# [Exercise prompt]
Repeat exactly the lines from the start of the records below through the line that contains "use crate::shared::error::ServiceError;", including both.

Stored data entries:
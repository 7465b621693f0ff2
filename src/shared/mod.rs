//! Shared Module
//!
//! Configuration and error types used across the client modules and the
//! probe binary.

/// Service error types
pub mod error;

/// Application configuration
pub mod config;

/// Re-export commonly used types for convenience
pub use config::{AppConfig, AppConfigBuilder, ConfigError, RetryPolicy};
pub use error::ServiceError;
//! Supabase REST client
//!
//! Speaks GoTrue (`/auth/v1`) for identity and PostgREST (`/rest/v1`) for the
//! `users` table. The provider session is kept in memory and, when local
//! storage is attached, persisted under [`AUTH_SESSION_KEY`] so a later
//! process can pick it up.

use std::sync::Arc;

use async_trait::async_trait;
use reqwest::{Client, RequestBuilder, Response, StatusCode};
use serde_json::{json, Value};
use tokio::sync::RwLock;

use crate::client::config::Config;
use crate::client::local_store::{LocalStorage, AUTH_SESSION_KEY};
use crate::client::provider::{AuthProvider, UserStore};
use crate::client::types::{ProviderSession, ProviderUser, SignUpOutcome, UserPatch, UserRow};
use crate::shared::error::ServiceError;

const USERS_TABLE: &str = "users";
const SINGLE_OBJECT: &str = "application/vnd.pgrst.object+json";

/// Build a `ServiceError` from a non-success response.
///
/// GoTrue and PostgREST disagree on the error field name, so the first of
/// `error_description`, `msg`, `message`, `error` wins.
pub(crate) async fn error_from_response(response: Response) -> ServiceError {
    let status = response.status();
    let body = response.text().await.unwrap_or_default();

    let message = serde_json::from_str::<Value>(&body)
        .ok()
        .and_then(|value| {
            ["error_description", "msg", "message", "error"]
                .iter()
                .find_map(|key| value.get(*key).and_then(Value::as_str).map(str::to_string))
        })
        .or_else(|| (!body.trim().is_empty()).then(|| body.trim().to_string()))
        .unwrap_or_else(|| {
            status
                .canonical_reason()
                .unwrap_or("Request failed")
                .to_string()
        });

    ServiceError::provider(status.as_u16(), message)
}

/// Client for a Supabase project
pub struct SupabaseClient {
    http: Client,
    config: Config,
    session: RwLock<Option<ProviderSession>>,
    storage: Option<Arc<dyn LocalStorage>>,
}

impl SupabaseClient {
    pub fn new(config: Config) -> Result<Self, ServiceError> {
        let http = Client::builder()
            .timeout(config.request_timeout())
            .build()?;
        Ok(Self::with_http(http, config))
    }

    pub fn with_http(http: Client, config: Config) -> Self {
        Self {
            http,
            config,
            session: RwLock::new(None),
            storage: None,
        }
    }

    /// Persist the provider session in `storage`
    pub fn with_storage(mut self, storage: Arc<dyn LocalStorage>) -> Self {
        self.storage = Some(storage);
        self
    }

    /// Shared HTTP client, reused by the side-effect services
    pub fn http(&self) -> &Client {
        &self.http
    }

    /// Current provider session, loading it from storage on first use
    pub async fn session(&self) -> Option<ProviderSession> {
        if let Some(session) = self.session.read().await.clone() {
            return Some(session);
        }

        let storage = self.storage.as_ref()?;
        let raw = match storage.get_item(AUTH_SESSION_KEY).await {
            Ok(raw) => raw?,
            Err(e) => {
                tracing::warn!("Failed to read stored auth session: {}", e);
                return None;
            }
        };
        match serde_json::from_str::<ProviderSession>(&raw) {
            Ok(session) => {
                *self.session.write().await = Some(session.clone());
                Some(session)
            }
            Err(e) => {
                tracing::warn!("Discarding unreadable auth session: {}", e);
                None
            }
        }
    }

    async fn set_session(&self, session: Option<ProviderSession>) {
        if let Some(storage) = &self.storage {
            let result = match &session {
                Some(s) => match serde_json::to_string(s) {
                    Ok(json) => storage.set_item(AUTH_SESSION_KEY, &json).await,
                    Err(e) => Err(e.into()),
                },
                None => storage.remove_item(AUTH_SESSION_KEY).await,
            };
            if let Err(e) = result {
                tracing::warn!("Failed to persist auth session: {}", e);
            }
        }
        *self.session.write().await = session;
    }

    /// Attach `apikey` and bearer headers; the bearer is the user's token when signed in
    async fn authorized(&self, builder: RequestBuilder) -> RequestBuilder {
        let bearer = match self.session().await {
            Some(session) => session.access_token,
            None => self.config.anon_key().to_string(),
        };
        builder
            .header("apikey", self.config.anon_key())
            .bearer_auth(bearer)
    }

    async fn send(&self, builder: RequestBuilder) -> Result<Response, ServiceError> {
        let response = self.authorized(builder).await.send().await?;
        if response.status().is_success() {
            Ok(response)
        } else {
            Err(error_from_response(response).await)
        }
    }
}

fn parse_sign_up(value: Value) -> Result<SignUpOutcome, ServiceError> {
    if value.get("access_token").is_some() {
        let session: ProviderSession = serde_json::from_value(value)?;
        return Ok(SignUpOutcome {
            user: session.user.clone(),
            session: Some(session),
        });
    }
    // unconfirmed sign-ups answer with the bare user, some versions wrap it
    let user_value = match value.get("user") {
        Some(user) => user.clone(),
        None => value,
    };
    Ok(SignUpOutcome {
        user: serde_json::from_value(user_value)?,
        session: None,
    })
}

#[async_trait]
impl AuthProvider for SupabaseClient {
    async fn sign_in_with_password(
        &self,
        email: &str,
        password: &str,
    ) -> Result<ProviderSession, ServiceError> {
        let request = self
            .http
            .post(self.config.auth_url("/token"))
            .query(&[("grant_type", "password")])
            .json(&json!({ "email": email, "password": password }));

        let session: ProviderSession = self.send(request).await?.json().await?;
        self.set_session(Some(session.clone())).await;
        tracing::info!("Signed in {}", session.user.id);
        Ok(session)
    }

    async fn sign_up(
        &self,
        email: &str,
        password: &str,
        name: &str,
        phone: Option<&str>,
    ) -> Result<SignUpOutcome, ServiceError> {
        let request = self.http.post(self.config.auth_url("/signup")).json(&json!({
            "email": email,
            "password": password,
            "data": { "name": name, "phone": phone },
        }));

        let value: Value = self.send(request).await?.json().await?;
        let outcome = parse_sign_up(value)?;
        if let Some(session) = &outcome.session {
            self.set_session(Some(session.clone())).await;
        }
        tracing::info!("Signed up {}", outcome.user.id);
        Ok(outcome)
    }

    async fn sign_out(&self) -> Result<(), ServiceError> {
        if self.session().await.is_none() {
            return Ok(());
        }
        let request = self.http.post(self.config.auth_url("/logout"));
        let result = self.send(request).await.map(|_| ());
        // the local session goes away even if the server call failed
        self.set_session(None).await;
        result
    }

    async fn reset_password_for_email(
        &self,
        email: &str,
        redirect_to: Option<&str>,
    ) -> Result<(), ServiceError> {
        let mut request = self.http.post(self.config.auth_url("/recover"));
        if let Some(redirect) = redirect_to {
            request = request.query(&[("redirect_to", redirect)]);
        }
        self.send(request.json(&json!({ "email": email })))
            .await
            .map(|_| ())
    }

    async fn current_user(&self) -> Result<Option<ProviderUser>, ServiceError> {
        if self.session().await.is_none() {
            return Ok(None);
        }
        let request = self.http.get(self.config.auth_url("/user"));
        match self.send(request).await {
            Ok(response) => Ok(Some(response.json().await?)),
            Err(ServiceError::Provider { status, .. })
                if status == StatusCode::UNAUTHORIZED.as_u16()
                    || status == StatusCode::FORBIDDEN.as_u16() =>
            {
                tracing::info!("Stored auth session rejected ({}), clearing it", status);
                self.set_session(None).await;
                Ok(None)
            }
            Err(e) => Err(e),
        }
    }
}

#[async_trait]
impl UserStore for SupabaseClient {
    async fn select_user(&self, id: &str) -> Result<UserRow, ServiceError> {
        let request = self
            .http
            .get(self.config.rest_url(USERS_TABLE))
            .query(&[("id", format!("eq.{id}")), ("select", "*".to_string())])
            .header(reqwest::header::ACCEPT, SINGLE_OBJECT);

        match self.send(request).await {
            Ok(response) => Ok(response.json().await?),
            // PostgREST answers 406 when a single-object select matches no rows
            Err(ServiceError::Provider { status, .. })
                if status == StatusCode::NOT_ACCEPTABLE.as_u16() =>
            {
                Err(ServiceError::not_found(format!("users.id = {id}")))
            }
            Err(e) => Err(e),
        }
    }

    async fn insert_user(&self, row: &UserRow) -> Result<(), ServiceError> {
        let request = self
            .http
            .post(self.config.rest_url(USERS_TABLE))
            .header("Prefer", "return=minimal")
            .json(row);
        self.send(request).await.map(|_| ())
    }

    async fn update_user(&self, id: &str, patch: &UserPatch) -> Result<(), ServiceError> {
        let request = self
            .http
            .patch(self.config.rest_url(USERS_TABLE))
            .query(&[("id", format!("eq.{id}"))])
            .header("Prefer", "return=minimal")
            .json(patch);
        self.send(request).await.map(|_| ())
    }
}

# [Written answer]
repository 7465b621693f0ff2
filename src/shared/mod.rs
//! Shared Module
//!
//! Configuration and error types used across the client modules and the
//! probe binary.

/// Service error types
pub mod error;

/// Application configuration
pub mod config;

/// Re-export commonly used types for convenience
pub use config::{AppConfig, AppConfigBuilder, ConfigError, RetryPolicy};
pub use error::ServiceError;
//! Supabase REST client
//!
//! Speaks GoTrue (`/auth/v1`) for identity and PostgREST (`/rest/v1`) for the
//! `users` table. The provider session is kept in memory and, when local
//! storage is attached, persisted under [`AUTH_SESSION_KEY`] so a later
//! process can pick it up.

use std::sync::Arc;

use async_trait::async_trait;
use reqwest::{Client, RequestBuilder, Response, StatusCode};
use serde_json::{json, Value};
use tokio::sync::RwLock;

use crate::client::config::Config;
use crate::client::local_store::{LocalStorage, AUTH_SESSION_KEY};
use crate::client::provider::{AuthProvider, UserStore};
use crate::client::types::{ProviderSession, ProviderUser, SignUpOutcome, UserPatch, UserRow};
use crate::shared::error::ServiceError;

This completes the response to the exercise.